If I was tasked with selling a new product or service in a B2B space, I look at what I would want, what I would need.
A lot of salespeople run into what's considered "call reluctance" or a sort of "back-off" on continuing and following up. That stems from them being ill prepared, not armed with everything that they need. They don't really have an excuse. Because if you go out there and you're following up with a prospect and you say, "Hey, just calling to follow up." And then your email says, "Hey, I called to follow up." You only do that two or three times before you give up. And then you kick it back to marketing and say, "It's dead" or "it's cold".
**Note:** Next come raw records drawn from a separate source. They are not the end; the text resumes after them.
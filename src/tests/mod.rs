mod achievements;
mod media;
mod playback;
mod stats;

use crate::types::{Dinosaur, Element, SoundKey, Tier};
use rand::rngs::mock::StepRng;
use rand::rngs::StdRng;
use rand::SeedableRng;

// ==========================================
// HELPER FUNCTIONS (Boilerplate Reduction)
// ==========================================

fn dino(name: &str, size: f64, speed: f64, attack: f64, element: Element) -> Dinosaur {
    Dinosaur {
        name: name.to_string(),
        scientific: name.to_string(),
        blurb: "Test specimen.".to_string(),
        size,
        speed,
        attack,
        element,
        tier: Tier::Common,
        sound: SoundKey::GenericRoar,
        aliases: vec![],
    }
}

/// RNG whose [0, 1) draws sit just below 1.0, so a crit never lands.
/// With crits out of the picture the resolver is fully deterministic.
fn no_crit_rng() -> StepRng {
    StepRng::new(u64::MAX, 0)
}

/// RNG whose draws are 0.0, so a crit always lands for both sides.
fn all_crit_rng() -> StepRng {
    StepRng::new(0, 0)
}

fn seeded_rng(seed: u64) -> StdRng {
    StdRng::seed_from_u64(seed)
}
But the reality is on average, salespeople are following up about three times, when it really takes eighteen or more contacts, eighteen or more follow-ups in order to get a deal done. There's a big discrepancy between how many times they're following up and what it actually takes to close a deal.
So if you took a step back and you looked at it and said, "Well, why aren't they following up? Why aren't they staying the course? Why aren't they going all the way through the sales cycle?" I would look at your entire sales journey from start to finish and really what I would want is to have everything armed through the entire sales journey.